# Love this footnote from the NOH game recap..



## Arclite (Nov 2, 2002)

http://sports.yahoo.com/nba/recap;_ylt=Aie5L9CyqBbRqsBBMeYwVQG8vLYF?gid=2009111121

From the "notes" section at the bottom:



> Before playing the Hornets, the Suns were shooting 47.1 percent from 3-point range—higher than 20 NBA teams’ overall field goal percentage.


:funny:

And it's probably even higher now, considering we went 13-26 from 3 against the Hornets and a ton of teams scored in the 70's and 80's tonight. We were also the fastest team to 100 3's in history. Not too shabby .


----------



## Hyperion (Dec 5, 2006)

Yeah, I read that and was going to post that in the game thread. You beat me to it! Man they are looking good right now! The are looking championship good!


----------



## Knick49 (Jul 8, 2005)

Richardson is #3 in total 3's made with 24 and tied for #1 in 3's per game with 3.4 per.

Channing is #2 in total 3's made with 25 and tied for #4 in 3's per game with 2.8 per.
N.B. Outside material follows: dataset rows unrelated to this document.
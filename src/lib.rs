//! Kähler-Dirac preconditioned staggered fermions and a Jacobi-Davidson eigensolver.
//!
//! This crate applies the staggered Dirac operator of lattice QCD, preconditioned
//! by the exact inverse of its 2⁴ hypercube blocks (the Kähler-Dirac inverse
//! `Xinv`), and extracts the lowest eigenpairs of Hermitian operators built from
//! it with the Jacobi-Davidson method.
//!
//! The algorithms are matrix-free: they see operators only through the
//! [`matrix::LinearOperator`] trait, so the same eigensolver runs on a lattice
//! operator or on a small [`matrix::DenseOperator`]. Dense linear algebra on the
//! projected problem is delegated to [`faer`].
//!
//! ## Components
//!
//! **Dirac operators** ([`dirac`]): the plain staggered operator, its
//! Kähler-Dirac block-preconditioned form with left or right ordering, and
//! dense Galerkin coarse operators. [`dirac::DiracMatrix`] exposes `M`, `M†`,
//! `M†M` or `MM†` of any of them as a linear operator with an additive shift.
//!
//! **Jacobi-Davidson** ([`solvers::eigensolve`]): expands a search space with
//! approximate solutions of the projected correction equation, solved by a
//! GCR iteration on top of a few steps of CG. Converged Ritz pairs are locked,
//! the search space is restarted between `m_min` and `m_max` vectors.
//!
//! ## Example Usage
//!
//! The following example computes the two lowest eigenvalues of `M†M` for a
//! Kähler-Dirac operator on a random `4⁴` gauge field.
//!
//! ```no_run
//! use kd_jacdav::{
//!     config::{EigenParam, KdParam},
//!     dirac::{DiracMatrix, MatrixKind, StaggeredKdDirac},
//!     field::{FieldGeometry, Precision, SpinorField},
//!     lattice::GaugeField,
//!     solvers::eigensolve,
//! };
//! use std::sync::Arc;
//!
//! let gauge = Arc::new(GaugeField::random([4, 4, 4, 4], Precision::Double, 42));
//! let kd = StaggeredKdDirac::new(gauge, &KdParam { mass: 0.05, ..Default::default() }).unwrap();
//! let mdag_m = DiracMatrix::new(&kd, MatrixKind::MdagM);
//!
//! let geometry = FieldGeometry::staggered([4, 4, 4, 4], 1, 3, Precision::Double);
//! let param = EigenParam { n_conv: 2, ..Default::default() };
//! let result = eigensolve(&mdag_m, &SpinorField::random(&geometry, 1), &param).unwrap();
//! println!("lowest eigenvalues: {:?}", result.evals);
//! ```

pub mod algorithms;
pub mod config;
pub mod dirac;
pub mod error;
pub mod field;
pub mod lattice;
pub mod matrix;
pub mod solvers;
pub mod utils;
pub mod verbosity;

pub use error::{Error, ErrorKind};
pub use solvers::{compute_evals, eigensolve};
Mr. Inside and Mr. Outside except Mr. Inside is just as good outside as Mr. Outside.


----------



## cpawfan (Jun 20, 2004)

With the Suns start, is it time for some people to start apologizing to Kerr?


----------



## Hyperion (Dec 5, 2006)

cpawfan said:


> With the Suns start, is it time for some people to start apologizing to Kerr?


No.


----------



## HB (May 1, 2004)

I think they are setting themselves up for disappointment. People will be quick to criticize once they falter in the playoffs, forgetting the team is playing above expectations. Then again, maybe Gentry is a pretty darn good coach.


----------



## The Hedo Show (Mar 31, 2008)

cpawfan said:


> With the Suns start, is it time for some people to start apologizing to Kerr?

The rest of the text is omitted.